Paper and electronic maps, illustrating state and local regions will be provided for 6th graders to plot site locations of petroleum spills and leaks.

 The 7th grade team will research techniques in bioremediation, identifying the kinds of organisms that are being used to remediate different kinds of contamination. Students will scan the literature to evaluate the potential of these techniques, as well as their limitations. Seventh graders will also explain the “special” capacity of these organisms to metabolize substances that are otherwise toxic to more sophisticated life forms, such as ourselves. As a further result of their investigation, the 7th grade researchers will be able to describe the long term effects of exposure and ingestion of petrochemicals on animal and plant health.

A representative from the Connecticut Department of Environmental Protection will visit the middle school to talk about the role of the state in identifying soil contaminated with petrochemicals. The speaker will describe current techniques that are used by state agencies and private entities to remediate and clean up petroleum-based leaks and spills.

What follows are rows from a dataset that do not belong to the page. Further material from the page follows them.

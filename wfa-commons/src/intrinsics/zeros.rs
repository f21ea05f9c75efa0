// =============================================================================
// Leading/Trailing Zero Count
// =============================================================================
//
// Software path: a bit scan finds the position of the lowest/highest set bit,
// then the zero count is derived from it. Both scans reduce to a SWAR popcount,
// so they are branch-free.
//
// Precondition for every function here: the input is nonzero. Zero input trips
// a debug assertion; in release builds the result is whatever the selected path
// happens to produce and must not be relied on.

use super::popcount::{swar_popcount_u32, swar_popcount_u64};

// =============================================================================
// Bit Scans
// =============================================================================

/// Position of the lowest set bit.
///
/// `(x & -x) - 1` leaves a mask of exactly the trailing zeros.
#[inline(always)]
pub const fn bit_scan_forward_u64(x: u64) -> u32 {
    debug_assert!(x != 0, "bit scan of zero word");
    swar_popcount_u64((x & x.wrapping_neg()).wrapping_sub(1))
}

/// Position of the lowest set bit.
#[inline(always)]
pub const fn bit_scan_forward_u32(x: u32) -> u32 {
    debug_assert!(x != 0, "bit scan of zero word");
    swar_popcount_u32((x & x.wrapping_neg()).wrapping_sub(1))
}

/// Position of the highest set bit.
///
/// Smears the top bit into every lower position, then counts the run.
#[inline(always)]
pub const fn bit_scan_reverse_u64(mut x: u64) -> u32 {
    debug_assert!(x != 0, "bit scan of zero word");
    x |= x >> 1;
    x |= x >> 2;
    x |= x >> 4;
    x |= x >> 8;
    x |= x >> 16;
    x |= x >> 32;
    swar_popcount_u64(x).wrapping_sub(1)
}

/// Position of the highest set bit.
#[inline(always)]
pub const fn bit_scan_reverse_u32(mut x: u32) -> u32 {
    debug_assert!(x != 0, "bit scan of zero word");
    x |= x >> 1;
    x |= x >> 2;
    x |= x >> 4;
    x |= x >> 8;
    x |= x >> 16;
    swar_popcount_u32(x).wrapping_sub(1)
}

// =============================================================================
// Software Fallback
// =============================================================================

/// Leading zeros via reverse bit scan: `63 - position`.
#[inline(always)]
pub const fn soft_lzcnt_u64(x: u64) -> u32 {
    63u32.wrapping_sub(bit_scan_reverse_u64(x))
}

/// Leading zeros via reverse bit scan: `31 - position`.
#[inline(always)]
pub const fn soft_lzcnt_u32(x: u32) -> u32 {
    31u32.wrapping_sub(bit_scan_reverse_u32(x))
}

/// Trailing zeros via forward bit scan.
#[inline(always)]
pub const fn soft_tzcnt_u64(x: u64) -> u32 {
    bit_scan_forward_u64(x)
}

/// Trailing zeros via forward bit scan.
#[inline(always)]
pub const fn soft_tzcnt_u32(x: u32) -> u32 {
    bit_scan_forward_u32(x)
}

// =============================================================================
// Hardware Path
// =============================================================================

/// Leading zeros with the native instruction (`LZCNT`/`BSR`, `CLZ`).
#[inline(always)]
pub const fn hw_lzcnt_u64(x: u64) -> u32 {
    debug_assert!(x != 0, "leading zero count of zero word");
    x.leading_zeros()
}

/// Leading zeros with the native instruction.
#[inline(always)]
pub const fn hw_lzcnt_u32(x: u32) -> u32 {
    debug_assert!(x != 0, "leading zero count of zero word");
    x.leading_zeros()
}

/// Trailing zeros with the native instruction (`TZCNT`/`BSF`, `RBIT+CLZ`).
#[inline(always)]
pub const fn hw_tzcnt_u64(x: u64) -> u32 {
    debug_assert!(x != 0, "trailing zero count of zero word");
    x.trailing_zeros()
}

/// Trailing zeros with the native instruction.
#[inline(always)]
pub const fn hw_tzcnt_u32(x: u32) -> u32 {
    debug_assert!(x != 0, "trailing zero count of zero word");
    x.trailing_zeros()
}

// =============================================================================
// Build-time Selection
// =============================================================================

/// Count leading zeros in a nonzero 64-bit word.
///
/// # Precondition
/// `x != 0`. Checked only in debug builds; the result for zero is unspecified.
#[inline(always)]
pub const fn lzcnt_u64(x: u64) -> u32 {
    #[cfg(feature = "software-fallback")]
    {
        soft_lzcnt_u64(x)
    }
    #[cfg(not(feature = "software-fallback"))]
    {
        hw_lzcnt_u64(x)
    }
}

/// Count leading zeros in a nonzero 32-bit word.
///
/// # Precondition
/// `x != 0`. Checked only in debug builds; the result for zero is unspecified.
#[inline(always)]
pub const fn lzcnt_u32(x: u32) -> u32 {
    #[cfg(feature = "software-fallback")]
    {
        soft_lzcnt_u32(x)
    }
    #[cfg(not(feature = "software-fallback"))]
    {
        hw_lzcnt_u32(x)
    }
}

/// Count trailing zeros in a nonzero 64-bit word.
///
/// # Precondition
/// `x != 0`. Checked only in debug builds; the result for zero is unspecified.
#[inline(always)]
pub const fn tzcnt_u64(x: u64) -> u32 {
    #[cfg(feature = "software-fallback")]
    {
        soft_tzcnt_u64(x)
    }
    #[cfg(not(feature = "software-fallback"))]
    {
        hw_tzcnt_u64(x)
    }
}

/// Count trailing zeros in a nonzero 32-bit word.
///
/// # Precondition
/// `x != 0`. Checked only in debug builds; the result for zero is unspecified.
#[inline(always)]
pub const fn tzcnt_u32(x: u32) -> u32 {
    #[cfg(feature = "software-fallback")]
    {
        soft_tzcnt_u32(x)
    }
    #[cfg(not(feature = "software-fallback"))]
    {
        hw_tzcnt_u32(x)
    }
}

 Concurrent with the research phase, students will set up gray oyster mushroom (Pleurotus ostreatus) cultures to develop a familiarity with the organisms, as well as horticultural skills necessary for successful mushroom propagation. Students will also consider the design of the investigation at this time. A quantitative emphasis is needed to determine how the samples of soil will be contaminated (amount of soil and mushroom spores vs. dilutions of petrochemicals). Students will also learn to use the petroleum-sensitive soil and vapor assay devices.

 The second phase of the project focuses on the investigation of the gray oyster mushroom, and the ability of this fungus to metabolize motor oil and biodiesel into innocuous metabolic products. The study will utilize a variety of soil substrates, as well as differing concentrations of motor oil and biodiesel in order to test the metabolic limits of oyster mushrooms in eliminating hazardous materials in soil. Periodic hydrocarbon assays will be made on soil materials and on vapors emanating from the mushroom cultures in the soil.  The study hopes to have all HC levels reach the levels of cultures in which no fuel hydrocarbons have been impregnated.  We will evaluate the success of the investigation on the basis of how close our remediated soil samples come to this level.

 During this time students will travel to the Connecticut Science Center to view the Plant Earth exhibit and to explore a hands-on soil investigation. This background information and the center’s professionally executed presentations will help our students design and produce their own video.

 The final phase of the project will focus on data analysis from the oyster mushroom soil remediation investigation. Students will be able to draw conclusions from the data about the oyster mushroom’s capacity for improving the condition of petroleum-contaminated soils. Students will incorporate information from the state Department of Environmental Protection and other sources, and from their visit to the CT Science Center, as well as their own experimental findings into an informative video that can be shared with a broad audience. This sharing will be on the internet, in the press and television media, as well as in presentations during the school community benefactors’ functions. It is hoped that our students’ hard work and passion can inform and inspire their home communities, as well as local and state governments into expanding methods of bioremediation for petroleum-contaminated soils.